## EXERCISE DETAILS
Among the entries below, find the lines holding "filename" and copy them.

[Saved data entries]
§

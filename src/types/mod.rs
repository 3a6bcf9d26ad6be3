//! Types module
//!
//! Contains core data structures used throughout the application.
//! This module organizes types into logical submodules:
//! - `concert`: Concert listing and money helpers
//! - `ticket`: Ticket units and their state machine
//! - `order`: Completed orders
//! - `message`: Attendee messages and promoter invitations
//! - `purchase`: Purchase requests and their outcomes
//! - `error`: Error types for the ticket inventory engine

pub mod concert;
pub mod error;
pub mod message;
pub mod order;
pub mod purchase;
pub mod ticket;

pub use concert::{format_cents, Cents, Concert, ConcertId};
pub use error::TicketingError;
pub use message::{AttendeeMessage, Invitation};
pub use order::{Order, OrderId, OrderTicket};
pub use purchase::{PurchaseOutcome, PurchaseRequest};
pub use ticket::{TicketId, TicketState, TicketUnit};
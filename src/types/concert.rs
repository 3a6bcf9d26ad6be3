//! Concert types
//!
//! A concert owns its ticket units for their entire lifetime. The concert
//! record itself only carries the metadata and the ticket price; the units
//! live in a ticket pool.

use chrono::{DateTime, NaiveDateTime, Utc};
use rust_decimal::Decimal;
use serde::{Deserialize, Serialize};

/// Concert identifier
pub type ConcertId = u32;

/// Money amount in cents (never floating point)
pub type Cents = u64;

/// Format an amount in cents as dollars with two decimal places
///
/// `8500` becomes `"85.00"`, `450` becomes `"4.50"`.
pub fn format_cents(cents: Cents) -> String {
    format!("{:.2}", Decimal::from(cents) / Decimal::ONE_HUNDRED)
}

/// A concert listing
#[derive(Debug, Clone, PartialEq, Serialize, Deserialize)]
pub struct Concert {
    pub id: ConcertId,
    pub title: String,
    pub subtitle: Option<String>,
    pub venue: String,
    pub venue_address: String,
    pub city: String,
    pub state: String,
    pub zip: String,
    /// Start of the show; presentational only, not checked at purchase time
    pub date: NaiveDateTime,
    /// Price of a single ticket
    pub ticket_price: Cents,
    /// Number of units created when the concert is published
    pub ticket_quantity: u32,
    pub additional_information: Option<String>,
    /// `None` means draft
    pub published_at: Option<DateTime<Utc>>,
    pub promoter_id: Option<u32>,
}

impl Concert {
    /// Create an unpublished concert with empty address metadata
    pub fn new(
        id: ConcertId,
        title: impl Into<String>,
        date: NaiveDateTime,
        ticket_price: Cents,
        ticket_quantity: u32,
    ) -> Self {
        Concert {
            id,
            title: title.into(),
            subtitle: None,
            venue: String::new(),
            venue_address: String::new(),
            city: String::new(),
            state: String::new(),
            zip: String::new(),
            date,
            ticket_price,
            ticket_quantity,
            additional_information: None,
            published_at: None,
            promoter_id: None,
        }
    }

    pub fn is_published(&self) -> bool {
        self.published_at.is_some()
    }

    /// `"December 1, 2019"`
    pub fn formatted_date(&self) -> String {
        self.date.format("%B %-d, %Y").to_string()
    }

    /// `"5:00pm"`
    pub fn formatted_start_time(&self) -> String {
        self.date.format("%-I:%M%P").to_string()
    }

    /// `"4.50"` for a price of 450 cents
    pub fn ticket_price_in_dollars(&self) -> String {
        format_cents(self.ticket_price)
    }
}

§

## OUTPUT FOR THIS EXERCISE
filename src/types/mod.rs
filename src/types/concert.rs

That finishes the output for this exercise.